Nella Scrittura ci sono molti racconti di “vocazione”: la chiamata di Dio è l’evento più importante nella vita di una persona. Il nostro brano ci presenta la vocazione di un “pubblicano”, cioè un esattore delle imposte. I pubblicani erano oggetto di disprezzo generale perché erano a servizio dei romani e non di rado esercitavano la loro professione rapinando; spesso venivano assimilati ai peccatori.
Il testo mette in evidenza la prontezza della risposta di Matteo alla chiamata di Gesù: “Si alzò e lo seguì”. Il verbo “seguire” nei vangeli è una parola tematica: “diventare discepolo”. È la decisione impegnativa di condividere la vita di Gesù e la sua missione.

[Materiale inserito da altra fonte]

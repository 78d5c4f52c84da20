use anyhow::{Result, anyhow};
use tracing_subscriber::{EnvFilter, fmt};

/// Logs go to stderr; stdout belongs to the rendered board.
pub(crate) fn init_logging(level: &str) -> Result<()> {
    let filter = EnvFilter::try_new(level).unwrap_or_else(|_| EnvFilter::new("warn"));

    fmt()
        .with_env_filter(filter)
        .with_target(true)
        .with_writer(std::io::stderr)
        .compact()
        .try_init()
        .map_err(|e| anyhow!("failed to init logging: {e}"))?;

    Ok(())
}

E seguì un pranzo di “addio al mondo”. Nell’ambiente palestinese, il pasto era il momento per eccellenza della comunione umana. Accettando l’invito di un peccatore, cioè di un “impuro”, attorniato da un grande numero di altri peccatori, Gesù contravveniva ad una delle più importanti prescrizioni rabbiniche, quella di evitare i contatti con i pagani e con i giudei peccatori. E con presunzione, i farisei lo fanno notare. Gesù risponde con un proverbio e una citazione della Scrittura: proverbio e citazione esprimono la compassione di Gesù per i peccatori che sono oggetto della sua missione, ma colpiscono anche l’ipocrisia dei farisei: per avvicinarsi a Gesù è necessario riconoscere i propri peccati, pentirsi. La citazione non condanna, per principio, i sacrifici rituali, ma l’attaccamento ai riti tradizionali della religione, che fa trascurare il comandamento fondamentale della misericordia e dell’amore. Quando il Signore “mi chiama” con fatti, persone, ispirazioni, illuminazioni…sono pronto come Matteo a seguirlo? O la mia vita di fede si riduce alla messa domenicale?